Description shylesh 2014-07-18 10:58:32 UTC
Description of problem:
After doing an add-brick , if we try to access existing directories from NFS mount, operation fails with ENOENT


Version-Release number of selected component (if applicable):
3.6.0.24-1.el6_5.x86_64

How reproducible:
always

Steps to Reproduce:
1. create a 2 brick distribute volume
2. do nfs mount and create some directories
3. do add-brick and try to cd or find on the existing directories

Actual results:

operation fails with ENOENT "no such file or directory"
 

Additional info:
This is because lookup call goes to the newly added directory but nfs doesn't do named lookups so dht_selfheal doesn't heal the directories on the new bricks hence the error.
(gdb) p *loc
$1 = {path = 0x2f403f0 "<gfid:cc37ad96-b3a8-470c-9dc4-b659c034fbb7>", name = 0x0, inode = 0x7f8e5a61a184, parent = 0x0,
  gfid = "\314\067\255\226\263\250G\f\235ĶY\300\064", <incomplete sequence \373\267>, pargfid = '\000' <repeats 15 times>}



in the code name is 0x0 so lookup fails on the new bricks

[2014-07-18 09:52:29.152516] W [client-rpc-fops.c:2758:client3_3_lookup_cbk] 0-alto-client-12: remote operation failed: No such file or directory.
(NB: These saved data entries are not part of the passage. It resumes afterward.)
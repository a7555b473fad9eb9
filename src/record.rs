// SPDX-License-Identifier: AGPL-3.0-or-later
//
// Copyright (C) 2025 Daniel Negri
//
// This program is free software: you can redistribute it and/or modify
// it under the terms of the GNU Affero General Public License as published by
// the Free Software Foundation, either version 3 of the License, or
// (at your option) any later version.
//
// This program is distributed in the hope that it will be useful,
// but WITHOUT ANY WARRANTY; without even the implied warranty of
// MERCHANTABILITY or FITNESS FOR A PARTICULAR PURPOSE. See the
// GNU Affero General Public License for more details.
//
// You should have received a copy of the GNU Affero General Public License
// along with this program. If not, see <https://www.gnu.org/licenses/>.

//! Transaction records.
//!
//! A [`TransactionRecord`] only exists for a statement whose four fields all
//! validated, and it cannot be changed afterwards.

use crate::base::CurrencyCode;
use crate::id::EntryId;
use crate::validation::ValidStatement;
use rust_decimal::Decimal;
use uuid::Uuid;

/// One validated exchange-rate entry.
///
/// # Invariants
///
/// - Both currency codes are three uppercase ASCII letters.
/// - `buy_price > 0`, `sell_price > 0`, `cap_amount > 0`.
#[derive(Debug, Clone, PartialEq, Eq)]
pub struct TransactionRecord {
    id: EntryId,
    source_currency: CurrencyCode,
    destination_currency: CurrencyCode,
    buy_price: Decimal,
    sell_price: Decimal,
    cap_amount: u64,
}

impl TransactionRecord {
    /// Assembles a record from a validated statement and a fresh identifier.
    pub(crate) fn build(statement: ValidStatement, id: Uuid) -> Self {
        Self {
            id: EntryId::from(id),
            source_currency: statement.pair.source,
            destination_currency: statement.pair.destination,
            buy_price: statement.buy,
            sell_price: statement.sell,
            cap_amount: statement.cap,
        }
    }

    pub fn id(&self) -> EntryId {
        self.id
    }

    pub fn source_currency(&self) -> CurrencyCode {
        self.source_currency
    }

    pub fn destination_currency(&self) -> CurrencyCode {
        self.destination_currency
    }

    pub fn buy_price(&self) -> Decimal {
        self.buy_price
    }

    pub fn sell_price(&self) -> Decimal {
        self.sell_price
    }

    pub fn cap_amount(&self) -> u64 {
        self.cap_amount
    }
}
// SPDX-License-Identifier: AGPL-3.0-or-later
//
// Copyright (C) 2025 Daniel Negri
//
// This program is free software: you can redistribute it and/or modify
// it under the terms of the GNU Affero General Public License as published by
// the Free Software Foundation, either version 3 of the License, or
// (at your option) any later version.
//
// This program is distributed in the hope that it will be useful,
// but WITHOUT ANY WARRANTY; without even the implied warranty of
// MERCHANTABILITY or FITNESS FOR A PARTICULAR PURPOSE. See the
// GNU Affero General Public License for more details.
//
// You should have received a copy of the GNU Affero General Public License
// along with this program. If not, see <https://www.gnu.org/licenses/>.

//! Entry identifiers.
//!
//! Every record gets a random 128-bit UUID, written as URL-safe base64
//! without padding (22 characters) behind the `FXQL-` prefix:
//!
//! ```
//! use fxql_parser::id::{self, EntryId};
//! use uuid::Uuid;
//!
//! let uuid = Uuid::from_u128(0x0123_4567_89ab_cdef_0123_4567_89ab_cdef);
//! let encoded = id::encode(uuid);
//! assert_eq!(encoded.len(), 22);
//! assert_eq!(id::decode(&encoded).unwrap(), uuid);
//!
//! let entry = EntryId::from(uuid);
//! assert_eq!(entry.to_string(), format!("FXQL-{encoded}"));
//! ```

use crate::error::CodecError;
use base64::Engine as _;
use base64::engine::general_purpose::URL_SAFE_NO_PAD;
use parking_lot::Mutex;
use rand::rngs::StdRng;
use rand::{RngCore, SeedableRng};
use serde::{Serialize, Serializer};
use std::fmt;
use std::str::FromStr;
use uuid::{Builder, Uuid};

/// Tag in front of every encoded entry identifier.
pub const ENTRY_ID_PREFIX: &str = "FXQL-";

/// Encodes a UUID into its compact textual form (no prefix).
pub fn encode(id: Uuid) -> String {
    URL_SAFE_NO_PAD.encode(id.as_bytes())
}

/// Reverses [`encode`].
pub fn decode(text: &str) -> Result<Uuid, CodecError> {
    let bytes = URL_SAFE_NO_PAD.decode(text)?;
    let bytes: [u8; 16] = bytes
        .as_slice()
        .try_into()
        .map_err(|_| CodecError::InvalidLength(bytes.len()))?;
    Ok(Uuid::from_bytes(bytes))
}

/// Identifier of a [`TransactionRecord`](crate::TransactionRecord).
#[derive(Debug, Clone, Copy, PartialEq, Eq, Hash)]
pub struct EntryId(Uuid);

impl EntryId {
    pub fn as_uuid(&self) -> &Uuid {
        &self.0
    }
}

impl From<Uuid> for EntryId {
    fn from(uuid: Uuid) -> Self {
        Self(uuid)
    }
}

impl fmt::Display for EntryId {
    fn fmt(&self, f: &mut fmt::Formatter<'_>) -> fmt::Result {
        write!(f, "{ENTRY_ID_PREFIX}{}", encode(self.0))
    }
}

impl FromStr for EntryId {
    type Err = CodecError;

    fn from_str(s: &str) -> Result<Self, Self::Err> {
        let encoded = s
            .strip_prefix(ENTRY_ID_PREFIX)
            .ok_or(CodecError::MissingPrefix)?;
        decode(encoded).map(Self)
    }
}

impl Serialize for EntryId {
    fn serialize<S>(&self, serializer: S) -> Result<S::Ok, S::Error>
    where
        S: Serializer,
    {
        serializer.collect_str(self)
    }
}

/// Source of fresh 128-bit identifiers.
///
/// Implementations must be safe to call from many threads at once and must
/// produce statistically independent values across callers.
pub trait IdGenerator: Send + Sync {
    fn generate(&self) -> Uuid;
}

/// Version 4 UUIDs from the operating system's CSPRNG.
#[derive(Debug, Clone, Copy, Default)]
pub struct RandomIdGenerator;

impl IdGenerator for RandomIdGenerator {
    fn generate(&self) -> Uuid {
        Uuid::new_v4()
    }
}

/// Reproducible version 4 UUIDs from a seeded PRNG.
///
/// Meant for tests and benchmarks; two generators with the same seed
/// yield the same sequence.
#[derive(Debug)]
pub struct SeededIdGenerator {
    rng: Mutex<StdRng>,
}

impl SeededIdGenerator {
    pub fn new(seed: u64) -> Self {
        Self {
            rng: Mutex::new(StdRng::seed_from_u64(seed)),
        }
    }
}

impl IdGenerator for SeededIdGenerator {
    fn generate(&self) -> Uuid {
        let mut bytes = [0u8; 16];
        self.rng.lock().fill_bytes(&mut bytes);
        Builder::from_random_bytes(bytes).into_uuid()
    }
}

#[cfg(test)]
mod tests {
    use super::*;
    use std::collections::HashSet;

    #[test]
    fn encoded_form_is_url_safe_and_unpadded() {
        let encoded = encode(Uuid::from_u128(u128::MAX));
        assert_eq!(encoded.len(), 22);
        assert!(
            encoded
                .bytes()
                .all(|b| b.is_ascii_alphanumeric() || b == b'-' || b == b'_')
        );
    }

    #[test]
    fn decode_inverts_encode_at_the_edges() {
        for value in [0u128, 1, u128::MAX, u128::MAX / 3] {
            let uuid = Uuid::from_u128(value);
            assert_eq!(decode(&encode(uuid)).unwrap(), uuid);
        }
    }

    #[test]
    fn decode_rejects_wrong_length() {
        assert_eq!(decode("AAAA"), Err(CodecError::InvalidLength(3)));
    }

    #[test]
    fn decode_rejects_non_alphabet_text() {
        assert!(matches!(decode("not base64!"), Err(CodecError::Encoding(_))));
    }

    #[test]
    fn entry_id_round_trips_through_text() {
        let entry = EntryId::from(Uuid::from_u128(42));
        let text = entry.to_string();

        assert!(text.starts_with("FXQL-"));
        assert_eq!(text.parse::<EntryId>().unwrap(), entry);
    }

    #[test]
    fn entry_id_requires_prefix() {
        let encoded = encode(Uuid::from_u128(42));
        assert_eq!(encoded.parse::<EntryId>(), Err(CodecError::MissingPrefix));
    }

    #[test]
    fn random_generator_yields_v4_uuids() {
        let uuid = RandomIdGenerator.generate();
        assert_eq!(uuid.get_version_num(), 4);
    }

    #[test]
    fn seeded_generator_is_reproducible() {
        let a = SeededIdGenerator::new(7);
        let b = SeededIdGenerator::new(7);
        let first: Vec<_> = (0..5).map(|_| a.generate()).collect();
        let second: Vec<_> = (0..5).map(|_| b.generate()).collect();

        assert_eq!(first, second);
        assert!(first.iter().all(|uuid| uuid.get_version_num() == 4));
    }

    #[test]
    fn seeded_generator_does_not_repeat() {
        let generator = SeededIdGenerator::new(1);
        let ids: HashSet<_> = (0..1000).map(|_| generator.generate()).collect();
        assert_eq!(ids.len(), 1000);
    }
}
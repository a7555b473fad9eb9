//! REST API server example for the FXQL parser.
//!
//! Run with: `cargo run --example server`
//!
//! ## Endpoints
//!
//! - `POST /parse` - Parse, validate and store an FXQL submission
//! - `GET /health` - Liveness check
//!
//! ## Configuration
//!
//! - `--addr` / `FXQL_ADDR`: listen address (default `127.0.0.1:3000`)
//! - `RUST_LOG`: log filter, e.g. `info,tower_http=debug`
//!
//! ## Example Usage
//!
//! ```bash
//! # Accepted submission
//! curl -X POST http://localhost:3000/parse \
//!   -H "Content-Type: application/json" \
//!   -d '{"FXQL": "USD-GBP {\n BUY 100\n SELL 200\n CAP 93800\n}"}'
//!
//! # Rejected submission (lowercase pair)
//! curl -X POST http://localhost:3000/parse \
//!   -H "Content-Type: application/json" \
//!   -d '{"FXQL": "usd-gbp { BUY 100 SELL 200 CAP 93800 }"}'
//! ```

use axum::{
    Json, Router,
    extract::State,
    http::StatusCode,
    response::{IntoResponse, Response},
    routing::{get, post},
};
use clap::Parser;
use fxql_parser::{FxqlRequest, FxqlResponse, FxqlService};
use std::sync::Arc;
use tokio::net::TcpListener;
use tower_http::cors::CorsLayer;
use tower_http::trace::TraceLayer;
use tracing::{error, info};
use tracing_subscriber::EnvFilter;

// === Configuration ===

/// FXQL API server.
#[derive(Parser, Debug)]
#[command(name = "fxql-server")]
struct Config {
    /// Address to listen on
    #[arg(long, env = "FXQL_ADDR", default_value = "127.0.0.1:3000")]
    addr: String,
}

// === Application State ===

/// Shared application state containing the FXQL service.
#[derive(Clone)]
pub struct AppState {
    pub service: Arc<FxqlService>,
}

// === Handlers ===

/// Wrapper turning an [`FxqlResponse`] into an HTTP response with its status.
pub struct ApiResponse(FxqlResponse);

impl IntoResponse for ApiResponse {
    fn into_response(self) -> Response {
        let status =
            StatusCode::from_u16(self.0.status()).unwrap_or(StatusCode::INTERNAL_SERVER_ERROR);
        (status, Json(self.0)).into_response()
    }
}

/// POST /parse - Parse an FXQL submission.
async fn parse_statements(
    State(state): State<AppState>,
    Json(request): Json<FxqlRequest>,
) -> ApiResponse {
    ApiResponse(FxqlResponse::from(state.service.process(&request.fxql)))
}

/// GET /health - Liveness check.
async fn health() -> StatusCode {
    StatusCode::OK
}

// === Router ===

fn create_router(state: AppState) -> Router {
    Router::new()
        .route("/parse", post(parse_statements))
        .route("/health", get(health))
        .layer(CorsLayer::permissive())
        .layer(TraceLayer::new_for_http())
        .with_state(state)
}

// === Main ===

#[tokio::main]
async fn main() {
    tracing_subscriber::fmt()
        .with_env_filter(EnvFilter::from_default_env())
        .init();

    let config = Config::parse();
    let state = AppState {
        service: Arc::new(FxqlService::new()),
    };

    let app = create_router(state);

    let listener = match TcpListener::bind(&config.addr).await {
        Ok(listener) => listener,
        Err(e) => {
            error!("failed to bind {}: {e}", config.addr);
            std::process::exit(1);
        }
    };
    info!("FXQL API server running on http://{}", config.addr);

    if let Err(e) = axum::serve(listener, app).await {
        error!("server error: {e}");
        std::process::exit(1);
    }
}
Path: <gfid:cc37ad96
-b3a8-470c-9dc4-b659c034fbb7> (cc37ad96-b3a8-470c-9dc4-b659c034fbb7)
[2014-07-18 09:52:29.152575] W [client-rpc-fops.c:2758:client3_3_lookup_cbk] 0-alto-client-13: remote operation failed: No such file or directory. Path: <gfid:cc37ad96
-b3a8-470c-9dc4-b659c034fbb7> (cc37ad96-b3a8-470c-9dc4-b659c034fbb7)

cluster info
============
[root@rhs-client4 alto12]# gluster v info alto
 
Volume Name: alto
Type: Distribute
Volume ID: 515d1a3a-6d94-4322-8baa-50e28eeee5b3
Status: Started
Snap Volume: no
Number of Bricks: 14
Transport-type: tcp
Bricks:
Brick1: rhs-client4.lab.eng.blr.redhat.com:/home/alto0
Brick2: rhs-client39.lab.eng.blr.redhat.com:/home/alto1
Brick3: rhs-client4.lab.eng.blr.redhat.com:/home/alto2
Brick4: rhs-client39.lab.eng.blr.redhat.com:/home/alto3
Brick5: rhs-client4.lab.eng.blr.redhat.com:/home/alto4
Brick6: rhs-client39.lab.eng.blr.redhat.com:/home/alto5
Brick7: rhs-client4.lab.eng.blr.redhat.com:/home/alto6
Brick8: rhs-client39.lab.eng.blr.redhat.com:/home/alto7
Brick9: rhs-client4.lab.eng.blr.redhat.com:/home/alto8
Brick10: rhs-client39.lab.eng.blr.redhat.com:/home/alto9
Brick11: rhs-client4.lab.eng.blr.redhat.com:/home/alto10
Brick12: rhs-client39.lab.eng.blr.redhat.com:/home/alto11
Brick13: rhs-client4.lab.eng.blr.redhat.com:/home/alto12
Brick14: rhs-client39.lab.eng.blr.redhat.com:/home/alto13
Options Reconfigured:
performance.readdir-ahead: on
snap-max-hard-limit: 256
snap-max-soft-limit: 90
auto-delete: disable



attaching the sosreports

Comment 3 Shyamsundar 2014-07-31 22:13:44 UTC
Observations:

Able to reproduce this with ease, started with a 2 brick setup and moved to 3->rebalance->4->rebalance and was able to see the problem after add brick and before rebalance as the directory gets created after rebalance in the newly added brick.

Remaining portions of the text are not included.